O, esconderse en ese relato conmovedor que es Perro; la metamorfosis circunscrita a un devaneo fantástico que nos traduce el análogo universo kafkiano, la enrarecida atmósfera de la bestialidad entronizada como una herida visceral y acomodada luego al espacio, para que animal y ese «bípedo implume» interactúen hasta con-fundirse y ser la misma diferencia, la angustiosa maldición, la ferviente infidelidad y el tormento perpetuo del rechazo tras la frágil condición humana.

Y por último, La lámpara de Kafka, un relato magistral, asociado a ese juego permanente de oscuridad y luz que nutre la obra de Kafka en su totalidad. Un homenaje explícito a una literatura que camina por arenas movedizas, donde el inspirar, asfixia, y los gemidos encubren la agonía de vivir sabiendo que en cada exhalación sanguinolenta el universo entero se contrae. He ahí la lámpara de Otto Von Ruttermayer, el mediocre electricista que nos traslada hasta el cuchitril del célebre escritor, luego de pasearse por la historia europea como el prenuncio de su inmortalidad. El derrotero de esa lámpara fue mimetizarse con lo sombrío de su personalidad y desde su temperamento insondable encender una débil llamarada que nos hiciera palidecer ante su genio. Una alegoría del siglo y de la historia, del encierro y de la trascendencia. De la humanidad, claro está. Pero sobre todo, de una eternidad que Herrera vislumbra, aclara, sortea y probablemente, gane.

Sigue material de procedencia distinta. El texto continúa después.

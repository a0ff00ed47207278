pub mod config;
pub mod errors;
pub mod workflow;

pub use config::{DiscoveryPolicy, OrchestratorConfig, CLIENT_NAME};
pub use errors::{OrchestratorError, UnavailableReason};
pub use workflow::{ResearchOutcome, Step};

Este preclaro libro no es sino un claro efecto delestupor de Kafka, aumentado al infinito entre los trizados restos de su retrato todavía enmarcado en un cuadro caído desde una pared y cuya mirada se niega a reconocernos. Y a reconocerse.

Pero que está ahí.

Y Luis Herrera lo intuye y porque lo intuye, ama ese doloroso misterio de escribir.